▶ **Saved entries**
[Start of Attachment]
/// `search_context` tool: filter-driven context search, distinct from
/// `retrieve_context`'s free-text semantic lookup.
///
/// Grounded on `tools/search_context.py`.
use std::collections::HashMap;
use std::sync::Arc;

use async_trait::async_trait;
use serde_json::Value;
use tokio::sync::RwLock;

use crate::cache::Cache;
use crate::client::VerisClient;
use crate::config::ToolConfig;
use crate::error::ToolError;
use crate::protocol::schemas::{ToolDescriptor, ToolParameter, ToolResult};
use crate::tools::base::{build_descriptor, Tool};

pub struct SearchContextTool {
    client: Arc<VerisClient>,
    cache: Arc<RwLock<Cache>>,
    config: ToolConfig,
}

impl SearchContextTool {
    pub fn new(client: Arc<VerisClient>, cache: Arc<RwLock<Cache>>, config: ToolConfig) -> Self {
        Self { client, cache, config }
    }
}

#[async_trait]
impl Tool for SearchContextTool {
    fn descriptor(&self) -> ToolDescriptor {
        let mut properties = HashMap::new();
        properties.insert("query".to_string(), ToolParameter::new("string", "Search query"));
        properties.insert("filters".to_string(), ToolParameter::new("object", "Structured filters (type, tags, date range)"));
        properties.insert(
            "limit".to_string(),
            ToolParameter::new("integer", "Maximum results to return")
                .with_default(Value::from(self.config.default_limit))
                .with_bounds(Some(1.0), Some(self.config.max_results as f64)),
        );
        build_descriptor(
            "search_context",
            "Search stored context with structured filters",
            properties,
            vec!["query".to_string()],
        )
    }

    async fn execute(&self, arguments: Value) -> Result<ToolResult, ToolError> {
        let query = arguments.get("query").and_then(Value::as_str).unwrap_or("");
        let filters = arguments.get("filters").cloned().unwrap_or_else(|| serde_json::json!({}));
        let limit = arguments
            .get("limit")
            .and_then(Value::as_u64)
            .unwrap_or(self.config.default_limit as u64)
            .min(self.config.max_results as u64) as u32;

        let cache_key = Cache::key("search_context", &serde_json::json!({"query": query, "filters": filters, "limit": limit}));
        if let Some(cached) = self.cache.write().await.get(&cache_key) {
            return Ok(ToolResult::success("Search results (cached)", Some(cached), None));
        }

        let response = self
            .client
            .search_context(query, filters, limit)
            .await
            .map_err(|err| ToolError::from_client_error(&err))?;

        self.cache.write().await.put(cache_key, response.clone());
        Ok(ToolResult::success("Search results", Some(response), None))
    }
}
[End of Attachment]
▶ **TASK DETAILS**
Among the records, find the lines that contain "impl" and copy each of them.

▶ **YOUR SOLUTION**
impl SearchContextTool {
impl Tool for SearchContextTool {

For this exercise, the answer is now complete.